In Dr. Noakes book, he states, “A series of studies in Israel have led to the conclusion that it is impossible to develop a state of sodium deficiency in free-living individuals who have access to as much salt as their taste dictates.”
Dr. Noakes summary of sodium states,
- Evidence simply does not exist that recreational or professional athletes competing in long-duration events will inevitably develop a state of salt deficiency or dehydration. By adjusting fluid volume, the human body regulates osmolality within a narrow range: The NaCl concentration of the ECF is always 135 to 145 mmol/L.
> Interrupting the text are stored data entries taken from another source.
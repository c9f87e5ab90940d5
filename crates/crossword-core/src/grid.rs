use serde::{Deserialize, Serialize};
use std::fmt;

/// A cell position on the grid
#[derive(Debug, Clone, Copy, PartialEq, Eq, Hash, PartialOrd, Ord, Serialize, Deserialize)]
pub struct Position {
    pub row: usize,
    pub col: usize,
}

impl Position {
    pub const fn new(row: usize, col: usize) -> Self {
        Self { row, col }
    }
}

/// Direction a word runs in
#[derive(Debug, Clone, Copy, PartialEq, Eq, Hash, Serialize, Deserialize)]
pub enum Direction {
    Across,
    Down,
}

impl Direction {
    /// (row, col) step along the word
    pub fn step(self) -> (isize, isize) {
        match self {
            Direction::Across => (0, 1),
            Direction::Down => (1, 0),
        }
    }

    /// (row, col) step to a side neighbour, perpendicular to the word
    pub fn side(self) -> (isize, isize) {
        match self {
            Direction::Across => (1, 0),
            Direction::Down => (0, 1),
        }
    }
}

impl fmt::Display for Direction {
    fn fmt(&self, f: &mut fmt::Formatter<'_>) -> fmt::Result {
        match self {
            Direction::Across => write!(f, "Across"),
            Direction::Down => write!(f, "Down"),
        }
    }
}

/// Square letter grid, stored row-major
#[derive(Debug, Clone, PartialEq, Eq, Hash, Serialize, Deserialize)]
pub struct Grid {
    size: usize,
    cells: Vec<Option<char>>,
}

impl Grid {
    /// Create an empty `size` x `size` grid
    pub fn new(size: usize) -> Self {
        Self {
            size,
            cells: vec![None; size * size],
        }
    }

    /// Parse rows of letters; `.`, `_` and spaces are empty cells.
    ///
    /// Short rows are padded with empty cells. Returns `None` if there are
    /// more rows than `size` or a row is longer than `size`.
    pub fn from_rows<S: AsRef<str>>(size: usize, rows: &[S]) -> Option<Self> {
        if rows.len() > size {
            return None;
        }
        let mut grid = Self::new(size);
        for (row, line) in rows.iter().enumerate() {
            let line = line.as_ref();
            if line.chars().count() > size {
                return None;
            }
            for (col, ch) in line.chars().enumerate() {
                if !matches!(ch, '.' | '_' | ' ') {
                    grid.set(Position::new(row, col), Some(ch));
                }
            }
        }
        Some(grid)
    }

    pub fn size(&self) -> usize {
        self.size
    }

    pub fn get(&self, pos: Position) -> Option<char> {
        self.cells[pos.row * self.size + pos.col]
    }

    pub fn set(&mut self, pos: Position, value: Option<char>) {
        self.cells[pos.row * self.size + pos.col] = value;
    }

    /// Letter at a signed coordinate; anything outside the grid reads as empty
    pub fn letter_at(&self, row: isize, col: isize) -> Option<char> {
        self.position(row, col).and_then(|pos| self.get(pos))
    }

    /// Convert a signed coordinate into a position if it lies on the grid
    pub fn position(&self, row: isize, col: isize) -> Option<Position> {
        let in_bounds = row >= 0 && col >= 0 && (row as usize) < self.size && (col as usize) < self.size;
        in_bounds.then(|| Position::new(row as usize, col as usize))
    }

    pub fn is_filled(&self, pos: Position) -> bool {
        self.get(pos).is_some()
    }

    /// All positions in row-major order
    pub fn positions(&self) -> impl Iterator<Item = Position> {
        let size = self.size;
        (0..size).flat_map(move |row| (0..size).map(move |col| Position::new(row, col)))
    }

    /// Positions holding `letter`, in row-major order
    pub fn positions_of(&self, letter: char) -> Vec<Position> {
        self.positions().filter(|&pos| self.get(pos) == Some(letter)).collect()
    }

    pub fn filled_count(&self) -> usize {
        self.cells.iter().filter(|c| c.is_some()).count()
    }

    pub fn is_empty(&self) -> bool {
        self.filled_count() == 0
    }

    /// A grid of the same size with every cell empty
    pub fn cleared(&self) -> Self {
        Self::new(self.size)
    }
}

impl fmt::Display for Grid {
    fn fmt(&self, f: &mut fmt::Formatter<'_>) -> fmt::Result {
        for row in 0..self.size {
            for col in 0..self.size {
                write!(f, "{}", self.get(Position::new(row, col)).unwrap_or('.'))?;
            }
            if row + 1 < self.size {
                writeln!(f)?;
            }
        }
        Ok(())
    }
}

#[cfg(test)]
mod tests {
    use super::*;

    #[test]
    fn test_new_grid_is_empty() {
        let grid = Grid::new(5);
        assert_eq!(grid.size(), 5);
        assert!(grid.is_empty());
        assert_eq!(grid.positions().count(), 25);
    }

    #[test]
    fn test_letter_at_out_of_bounds() {
        let mut grid = Grid::new(3);
        grid.set(Position::new(0, 0), Some('A'));
        assert_eq!(grid.letter_at(0, 0), Some('A'));
        assert_eq!(grid.letter_at(-1, 0), None);
        assert_eq!(grid.letter_at(0, 3), None);
        assert_eq!(grid.position(2, 2), Some(Position::new(2, 2)));
        assert_eq!(grid.position(3, 0), None);
    }

    #[test]
    fn test_positions_of_row_major() {
        let grid = Grid::from_rows(3, &["A.A", "...", "A.."]).unwrap();
        assert_eq!(
            grid.positions_of('A'),
            vec![Position::new(0, 0), Position::new(0, 2), Position::new(2, 0)]
        );
    }

    #[test]
    fn test_from_rows_and_display() {
        let grid = Grid::from_rows(3, &["CAT", "_ .", "T"]).unwrap();
        assert_eq!(grid.to_string(), "CAT\n...\nT..");
        assert_eq!(grid.filled_count(), 4);

        assert!(Grid::from_rows(2, &["ABC"]).is_none());
        assert!(Grid::from_rows(1, &["A", "B"]).is_none());
    }
}
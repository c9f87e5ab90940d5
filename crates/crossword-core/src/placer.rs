//! Single placement trial
//!
//! A trial shuffles the candidates with its own seeded stream, anchors the
//! first word across the middle row, then tries to hang every other word off
//! a letter already on the grid. Words that cannot cross anything are dropped.

use crate::bank::WordEntry;
use crate::grid::{Direction, Grid, Position};
use crate::layout::{Layout, Placement};
use crate::rng::Mulberry32;

/// Check whether `word` can be written starting at `(row, col)` running in
/// `direction`.
///
/// The word must fit on the grid, the cells just before its start and just
/// after its end must be empty, and every covered cell must either already
/// hold the matching letter or be empty with both side neighbours empty.
/// Two consecutive covered cells that are both already filled are rejected,
/// since the word would then run along an existing word.
pub fn can_place(grid: &Grid, word: &[char], row: isize, col: isize, direction: Direction) -> bool {
    let len = word.len() as isize;
    if len == 0 {
        return false;
    }
    let (dr, dc) = direction.step();
    let (sr, sc) = direction.side();

    if grid.position(row, col).is_none() || grid.position(row + dr * (len - 1), col + dc * (len - 1)).is_none() {
        return false;
    }

    if grid.letter_at(row - dr, col - dc).is_some() || grid.letter_at(row + dr * len, col + dc * len).is_some() {
        return false;
    }

    let mut previous_filled = false;
    for (i, &letter) in word.iter().enumerate() {
        let r = row + dr * i as isize;
        let c = col + dc * i as isize;
        match grid.letter_at(r, c) {
            Some(existing) => {
                if existing != letter || previous_filled {
                    return false;
                }
                previous_filled = true;
            }
            None => {
                if grid.letter_at(r + sr, c + sc).is_some() || grid.letter_at(r - sr, c - sc).is_some() {
                    return false;
                }
                previous_filled = false;
            }
        }
    }

    true
}

/// Run one trial over `words` with the stream seeded by `seed`.
///
/// Isolated words are pruned before the layout is returned.
pub fn run_trial(words: &[WordEntry], seed: u32, size: usize) -> Layout {
    let mut rng = Mulberry32::new(seed);
    let mut order: Vec<&WordEntry> = words.iter().collect();
    rng.shuffle(&mut order);

    let mut layout = Layout::empty(size);
    let mut remaining = order.into_iter();

    for entry in remaining.by_ref() {
        if place_anchor(&mut layout, entry) {
            break;
        }
        log::debug!("anchor {} does not fit a {}x{} grid", entry.answer, size, size);
    }

    for entry in remaining {
        if !place_crossing(&mut layout, entry, &mut rng) {
            log::trace!("no crossing for {}", entry.answer);
        }
    }

    layout.prune_isolated();
    layout
}

/// Place the first word across the middle row, centred and clamped to the grid
fn place_anchor(layout: &mut Layout, entry: &WordEntry) -> bool {
    let size = layout.grid.size() as isize;
    let letters: Vec<char> = entry.answer.chars().collect();
    let len = letters.len() as isize;
    let mid = size / 2;
    let col = (mid - len / 2).min(size - len).max(0);

    if !can_place(&layout.grid, &letters, mid, col, Direction::Across) {
        return false;
    }
    layout.place(Placement::new(
        &entry.answer,
        &entry.clue,
        Position::new(mid as usize, col as usize),
        Direction::Across,
    ));
    true
}

/// Hang a word off an existing letter, trying across before down at each spot
fn place_crossing(layout: &mut Layout, entry: &WordEntry, rng: &mut Mulberry32) -> bool {
    let letters: Vec<char> = entry.answer.chars().collect();

    let mut distinct: Vec<char> = Vec::with_capacity(letters.len());
    for &ch in &letters {
        if !distinct.contains(&ch) {
            distinct.push(ch);
        }
    }
    rng.shuffle(&mut distinct);

    for letter in distinct {
        for occurrence in layout.grid.positions_of(letter) {
            let mut indices: Vec<usize> = letters
                .iter()
                .enumerate()
                .filter(|&(_, &ch)| ch == letter)
                .map(|(i, _)| i)
                .collect();
            rng.shuffle(&mut indices);

            let row = occurrence.row as isize;
            let col = occurrence.col as isize;
            for index in indices {
                let offset = index as isize;
                let candidates = [
                    (row, col - offset, Direction::Across),
                    (row - offset, col, Direction::Down),
                ];
                for (r, c, direction) in candidates {
                    if can_place(&layout.grid, &letters, r, c, direction) {
                        let start = Position::new(r as usize, c as usize);
                        layout.place(Placement::new(&entry.answer, &entry.clue, start, direction));
                        return true;
                    }
                }
            }
        }
    }

    false
}
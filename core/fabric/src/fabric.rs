use std::collections::HashMap;
use std::sync::Arc;

use radiomesh_types::{Envelope, NodeId};
use thiserror::Error;

use crate::mailbox::{Inbox, Mailbox};

#[derive(Debug, Error)]
pub enum FabricError {
    #[error("no mailbox registered for node {0}")]
    UnknownNode(NodeId),
    #[error("mailbox of node {0} is closed")]
    Closed(NodeId),
}

/// The id → mailbox map shared by every worker of one roster.
#[derive(Debug)]
pub struct Fabric {
    mailboxes: HashMap<NodeId, Mailbox>,
}

impl Fabric {
    /// Create one mailbox per id. Returns the shared fabric together with
    /// each node's receiving half, keyed by id.
    pub fn create(ids: impl IntoIterator<Item = NodeId>) -> (Arc<Fabric>, HashMap<NodeId, Inbox>) {
        let mut mailboxes = HashMap::new();
        let mut inboxes = HashMap::new();
        for id in ids {
            let (mailbox, inbox) = Mailbox::channel();
            mailboxes.insert(id, mailbox);
            inboxes.insert(id, inbox);
        }
        (Arc::new(Fabric { mailboxes }), inboxes)
    }

    /// Deliver a message into the mailbox of `to`.
    pub fn deliver(&self, to: NodeId, envelope: Envelope) -> Result<(), FabricError> {
        self.mailboxes
            .get(&to)
            .ok_or(FabricError::UnknownNode(to))?
            .deliver(envelope)
            .map_err(|_| FabricError::Closed(to))
    }

    /// Inject the phase-termination sentinel into every mailbox.
    pub fn broadcast_beacon(&self) {
        for mailbox in self.mailboxes.values() {
            // A mailbox can only be closed if its node is being torn down;
            // it no longer needs the sentinel then.
            let _ = mailbox.deliver(Envelope::Beacon);
        }
    }

    /// Whether every mailbox is drained, handled, and parked on.
    pub fn is_quiet(&self) -> bool {
        self.mailboxes.values().all(Mailbox::is_idle)
    }

    /// Force every mailbox to read as busy until its owner parks again. Done
    /// right before a phase spawns its workers, so the detector cannot start
    /// its countdown ahead of a slowly scheduled worker.
    pub fn mark_all_busy(&self) {
        for mailbox in self.mailboxes.values() {
            mailbox.mark_busy();
        }
    }
}

#[cfg(test)]
mod tests {
    use super::*;

    #[tokio::test]
    async fn routes_by_id_and_rejects_strangers() {
        let (fabric, mut inboxes) = Fabric::create([1, 2]);

        fabric.deliver(2, Envelope::Beacon).unwrap();
        let mut inbox = inboxes.remove(&2).unwrap();
        assert_eq!(inbox.recv().await.envelope(), &Envelope::Beacon);

        assert!(matches!(
            fabric.deliver(9, Envelope::Beacon),
            Err(FabricError::UnknownNode(9))
        ));
    }

    #[tokio::test]
    async fn beacon_broadcast_reaches_everyone() {
        let (fabric, mut inboxes) = Fabric::create([1, 2, 3]);
        fabric.broadcast_beacon();
        for id in [1, 2, 3] {
            let inbox = inboxes.get_mut(&id).unwrap();
            assert_eq!(inbox.recv().await.envelope(), &Envelope::Beacon);
        }
    }

    #[tokio::test]
    async fn quiet_only_when_drained_and_parked() {
        let (fabric, mut inboxes) = Fabric::create([1]);
        fabric.mark_all_busy();
        assert!(!fabric.is_quiet());

        fabric.deliver(1, Envelope::Beacon).unwrap();
        let inbox = inboxes.get_mut(&1).unwrap();
        {
            let received = inbox.recv().await;
            assert_eq!(received.envelope(), &Envelope::Beacon);
            assert!(!fabric.is_quiet());
        }
        // Guard dropped, but the owner is not parked on the queue.
        assert!(!fabric.is_quiet());
    }
}
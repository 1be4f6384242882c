//! The node agent: an independently scheduled worker with an identity, a
//! position, residual energy, and a mailbox, implementing the per-node side
//! of the synchronous GHS protocol.

mod node;

pub use node::{Node, PhaseAction};
//! Append-only text journal of simulation events.
//!
//! One record per line, in the shape downstream tooling greps for:
//!
//! ```text
//! bs 1,2,3
//! added 1-2
//! elected 3
//! node down 2
//! data from 1 to 2, energy:96.4
//! ```
//!
//! Writes from concurrently running node workers are serialized through the
//! journal; a failed write is reported and dropped rather than propagated
//! into the protocol.

use std::fmt;
use std::fs::{File, OpenOptions};
use std::io::Write;
use std::path::Path;
use std::sync::Mutex;

use radiomesh_types::{Edge, NodeId};
use tracing::warn;

/// A single journal line.
#[derive(Debug, Clone, PartialEq)]
pub enum Record<'a> {
    /// Ids of the fragment leaders alive at the start of a level.
    Leaders(&'a [NodeId]),
    /// A link committed to the tree, written smaller endpoint first.
    LinkAdded(Edge),
    /// A node that won its fragment's election this round.
    Elected(NodeId),
    /// A node that ran out of energy.
    NodeDown(NodeId),
    /// One broadcast hop, with the sender's energy after paying for it.
    DataTransfer { from: NodeId, to: NodeId, energy: f64 },
}

impl fmt::Display for Record<'_> {
    fn fmt(&self, f: &mut fmt::Formatter<'_>) -> fmt::Result {
        match self {
            Record::Leaders(ids) => {
                write!(f, "bs ")?;
                for (i, id) in ids.iter().enumerate() {
                    if i > 0 {
                        write!(f, ",")?;
                    }
                    write!(f, "{id}")?;
                }
                Ok(())
            },
            Record::LinkAdded(edge) => write!(f, "added {}", edge.canonical()),
            Record::Elected(id) => write!(f, "elected {id}"),
            Record::NodeDown(id) => write!(f, "node down {id}"),
            Record::DataTransfer { from, to, energy } => {
                write!(f, "data from {from} to {to}, energy:{energy}")
            },
        }
    }
}

/// Sink for [`Record`]s. Opened once and shared by the orchestrator and all
/// node workers for the whole run.
pub struct Journal {
    sink: Option<Mutex<File>>,
}

impl Journal {
    /// Open (or create) the journal file in append mode.
    pub fn open(path: &Path) -> std::io::Result<Self> {
        let file = OpenOptions::new().create(true).append(true).open(path)?;
        Ok(Self {
            sink: Some(Mutex::new(file)),
        })
    }

    /// A journal that drops every record.
    pub fn disabled() -> Self {
        Self { sink: None }
    }

    /// Append one record. Failures are reported and swallowed so a full disk
    /// cannot take the protocol down with it.
    pub fn record(&self, record: Record<'_>) {
        let Some(sink) = &self.sink else { return };
        let mut file = match sink.lock() {
            Ok(file) => file,
            Err(poisoned) => poisoned.into_inner(),
        };
        if let Err(error) = writeln!(file, "{record}") {
            warn!(%error, "failed to append journal record");
        }
    }
}

#[cfg(test)]
mod tests {
    use tempdir::TempDir;

    use super::*;

    #[test]
    fn record_formats() {
        assert_eq!(Record::Leaders(&[1, 2, 3]).to_string(), "bs 1,2,3");
        assert_eq!(Record::Leaders(&[]).to_string(), "bs ");
        assert_eq!(Record::LinkAdded(Edge::new(7, 2)).to_string(), "added 2-7");
        assert_eq!(Record::Elected(5).to_string(), "elected 5");
        assert_eq!(Record::NodeDown(9).to_string(), "node down 9");
        assert_eq!(
            Record::DataTransfer { from: 1, to: 2, energy: 96.4 }.to_string(),
            "data from 1 to 2, energy:96.4"
        );
    }

    #[test]
    fn appends_one_line_per_record() {
        let dir = TempDir::new("journal").unwrap();
        let path = dir.path().join("log.txt");

        let journal = Journal::open(&path).unwrap();
        journal.record(Record::LinkAdded(Edge::new(2, 1)));
        journal.record(Record::NodeDown(4));
        drop(journal);

        // Re-opening appends instead of truncating.
        let journal = Journal::open(&path).unwrap();
        journal.record(Record::Elected(4));
        drop(journal);

        let contents = std::fs::read_to_string(&path).unwrap();
        let lines: Vec<&str> = contents.lines().collect();
        assert_eq!(lines, vec!["added 1-2", "node down 4", "elected 4"]);
    }

    #[test]
    fn disabled_journal_drops_records() {
        let journal = Journal::disabled();
        journal.record(Record::Elected(1));
    }
}
//! Plain-text scenario parser.
//!
//! The format is whitespace-separated tokens, one record per line:
//!
//! ```text
//! 5.0
//! node 1, 0, 0 100
//! node 2, 5, 0 100
//! bcst from 1
//! ```
//!
//! The first line is the minimum energy budget. `node` records carry an id
//! and coordinates whose tokens end in a decorative comma, then the starting
//! energy. `bcst` records name a broadcast originator in their third token.

use std::path::Path;

use radiomesh_types::{NodeId, NodeSpec, Position};
use thiserror::Error;

#[derive(Debug, Error)]
pub enum ParseError {
    #[error("failed to read scenario file: {0}")]
    Io(#[from] std::io::Error),
    #[error("scenario file is empty, expected a minimum budget on line 1")]
    MissingBudget,
    #[error("line {line}: {reason}")]
    BadRecord { line: usize, reason: String },
    #[error("line {line}: node {id} declared twice")]
    DuplicateNode { line: usize, id: NodeId },
}

/// Everything a scenario file describes.
#[derive(Debug, Clone, PartialEq)]
pub struct Scenario {
    pub minimum_budget: f64,
    pub nodes: Vec<NodeSpec>,
    pub broadcasts: Vec<NodeId>,
}

pub fn parse_file(path: &Path) -> Result<Scenario, ParseError> {
    parse_str(&std::fs::read_to_string(path)?)
}

pub fn parse_str(contents: &str) -> Result<Scenario, ParseError> {
    let mut lines = contents.lines().enumerate();

    let minimum_budget = loop {
        let Some((index, line)) = lines.next() else {
            return Err(ParseError::MissingBudget);
        };
        let trimmed = line.trim();
        if trimmed.is_empty() {
            continue;
        }
        break trimmed.parse::<f64>().map_err(|_| ParseError::BadRecord {
            line: index + 1,
            reason: format!("expected the minimum budget, got {trimmed:?}"),
        })?;
    };

    let mut nodes: Vec<NodeSpec> = Vec::new();
    let mut broadcasts = Vec::new();

    for (index, raw) in lines {
        let line = index + 1;
        let tokens: Vec<&str> = raw.split_whitespace().collect();
        match tokens.as_slice() {
            [] => continue,
            ["node", id, x, y, energy] => {
                let id = number::<NodeId>(id, line, "node id")?;
                let x = number::<f64>(x, line, "x coordinate")?;
                let y = number::<f64>(y, line, "y coordinate")?;
                let energy = number::<f64>(energy, line, "energy")?;
                if nodes.iter().any(|node| node.id == id) {
                    return Err(ParseError::DuplicateNode { line, id });
                }
                nodes.push(NodeSpec {
                    id,
                    position: Position::new(x, y),
                    energy,
                });
            },
            ["bcst", _, id] => {
                broadcasts.push(number::<NodeId>(id, line, "broadcast origin")?);
            },
            [kind @ ("node" | "bcst"), ..] => {
                return Err(ParseError::BadRecord {
                    line,
                    reason: format!("malformed {kind} record"),
                });
            },
            [kind, ..] => {
                return Err(ParseError::BadRecord {
                    line,
                    reason: format!("unknown record {kind:?}"),
                });
            },
        }
    }

    Ok(Scenario { minimum_budget, nodes, broadcasts })
}

/// Parse a token, tolerating the decorative trailing comma the node records
/// carry on their id and coordinate fields.
fn number<T: std::str::FromStr>(
    token: &str,
    line: usize,
    what: &str,
) -> Result<T, ParseError> {
    token
        .trim_end_matches(',')
        .parse::<T>()
        .map_err(|_| ParseError::BadRecord {
            line,
            reason: format!("expected {what}, got {token:?}"),
        })
}

#[cfg(test)]
mod tests {
    use super::*;

    #[test]
    fn parses_the_reference_shape() {
        let scenario = parse_str(
            "5.0\n\
             node 1, 0, 0, 100\n\
             node 2, 5.5, -1, 42.5\n\
             bcst from 1\n\
             bcst from 2\n",
        )
        .unwrap();

        assert_eq!(scenario.minimum_budget, 5.0);
        assert_eq!(
            scenario.nodes,
            vec![
                NodeSpec { id: 1, position: Position::new(0.0, 0.0), energy: 100.0 },
                NodeSpec { id: 2, position: Position::new(5.5, -1.0), energy: 42.5 },
            ]
        );
        assert_eq!(scenario.broadcasts, vec![1, 2]);
    }

    #[test]
    fn skips_blank_lines() {
        let scenario = parse_str("\n0.5\n\nnode 3, 1, 2 9\n\n").unwrap();
        assert_eq!(scenario.minimum_budget, 0.5);
        assert_eq!(scenario.nodes.len(), 1);
        assert!(scenario.broadcasts.is_empty());
    }

    #[test]
    fn rejects_garbage() {
        assert!(matches!(parse_str(""), Err(ParseError::MissingBudget)));
        assert!(matches!(
            parse_str("oops"),
            Err(ParseError::BadRecord { line: 1, .. })
        ));
        assert!(matches!(
            parse_str("1.0\nnode x, 0, 0 1"),
            Err(ParseError::BadRecord { line: 2, .. })
        ));
        assert!(matches!(
            parse_str("1.0\nwobble 1 2 3"),
            Err(ParseError::BadRecord { line: 2, .. })
        ));
        assert!(matches!(
            parse_str("1.0\nnode 1, 0, 0 1\nnode 1, 2, 2 1"),
            Err(ParseError::DuplicateNode { line: 3, id: 1 })
        ));
    }
}
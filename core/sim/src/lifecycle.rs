//! Roster lifecycle after broadcasts: sweeping out nodes that ran out of
//! energy and recomputing the tree for whoever is left.

use std::sync::Arc;

use anyhow::Result;
use radiomesh_fabric::Fabric;
use radiomesh_journal::{Journal, Record};
use radiomesh_node::Node;
use radiomesh_types::SimConfig;
use tracing::info;

use crate::orchestrator::find_mst;

/// Remove dead nodes from the roster. When anyone died, the survivors are
/// wiped back to their just-constructed protocol state, attached to a
/// brand-new fabric, and the tree is recomputed from scratch. The
/// recomputation does not journal level records, matching a fresh internal
/// rebuild rather than an operator-requested run.
pub async fn handle_dead_nodes(
    nodes: Vec<Node>,
    config: &Arc<SimConfig>,
    journal: &Arc<Journal>,
) -> Result<Vec<Node>> {
    let (dead, mut survivors): (Vec<Node>, Vec<Node>) =
        nodes.into_iter().partition(|node| !node.is_alive());

    if dead.is_empty() {
        return Ok(survivors);
    }

    for node in &dead {
        info!(node = node.id(), "node ran out of energy");
        journal.record(Record::NodeDown(node.id()));
    }

    rebuild(&mut survivors);
    find_mst(survivors, config, journal, false).await
}

/// Attach every survivor to a fresh fabric, dropping all references to the
/// previous mailboxes, and reset their protocol state.
pub fn rebuild(nodes: &mut Vec<Node>) {
    let (fabric, mut inboxes) = Fabric::create(nodes.iter().map(Node::id));
    for node in nodes.iter_mut() {
        if let Some(inbox) = inboxes.remove(&node.id()) {
            node.clean(fabric.clone(), inbox);
        }
    }
}
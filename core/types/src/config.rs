use std::time::Duration;

use serde::{Deserialize, Serialize};

/// Tunables of one simulation run.
///
/// Shared read-only (behind an `Arc`) by the orchestrator and every node
/// after initialization.
#[derive(Debug, Clone, Serialize, Deserialize)]
#[serde(default)]
pub struct SimConfig {
    /// Maximum distance over which two nodes hear each other.
    pub radio_radius: f64,
    /// Energy billed per meter for one tree hop of a data broadcast.
    pub broadcast_cost_factor: f64,
    /// Consecutive idle observations the quiescence detector requires before
    /// injecting beacons. Larger fleets want a larger window.
    pub quiescence_window: u32,
    /// Delay between two detector observations.
    pub poll_interval: Duration,
    /// Energy floor; a node crossing below it is marked dead.
    pub minimum_budget: f64,
}

impl Default for SimConfig {
    fn default() -> Self {
        Self {
            radio_radius: 10.0,
            broadcast_cost_factor: 1.2,
            quiescence_window: 10,
            poll_interval: Duration::from_millis(1),
            minimum_budget: 0.0,
        }
    }
}

#[cfg(test)]
mod tests {
    use super::*;

    #[test]
    fn defaults_match_reference_configuration() {
        let config = SimConfig::default();
        assert_eq!(config.radio_radius, 10.0);
        assert_eq!(config.broadcast_cost_factor, 1.2);
        assert_eq!(config.quiescence_window, 10);
        assert_eq!(config.minimum_budget, 0.0);
    }
}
- It is impossible for healthy humans, whether non-exercising or exercising, to become salt deficient when they have free access to dietary salt. Since our bodies are designed by our evolutionary history to defend against a sodium deficiency even when ingesting only a fraction of the sodium present in the modern Western diet, as shown by the research presented in this chapter, sodium deficiency is an unproven and highly improbable cause of exercise-associated muscle cramps or heat illness.
Dr. Noakes Suggestions on Hydration and Sodium
After reading Dr. Noakes’ book,
- I now only drink to thirst during the day and when I exercise. I’ve noticed I drink less than before when I would always drink at least 600 ml/hour (or slightly more on occasion) during exercise.
- I used to fill up a jug with ounces of water equal to 1/2 my body weight in pounds. After following the “drink to thirst” recommendation, now on some days I drink perhaps 20 oz under that amount and some days a little more.
- I’ve not been adding any sodium while I train after reading the book. Before reading the science I used to add 300 mg per hour. I’ve not experienced any detrimental effect in the two weeks I’ve followed this new protocol. I have never cramped except as a high school athlete (1971 to 1974) and always at home and not playing sports. That’s not to say that’s right for everyone. Because I’m on a ketogenic diet I’m following the advice of Jeff Volek, PhD, RD and I’ve added an extra 1 gram of sodium in my diet and 30 minutes before exercise I ingest 1/2 a bullion cube that contains the 1 gram. I ingest at least twice the amount of sodium as recommend by all the health experts, supporting the Israel study. I get enough sodium in my diet.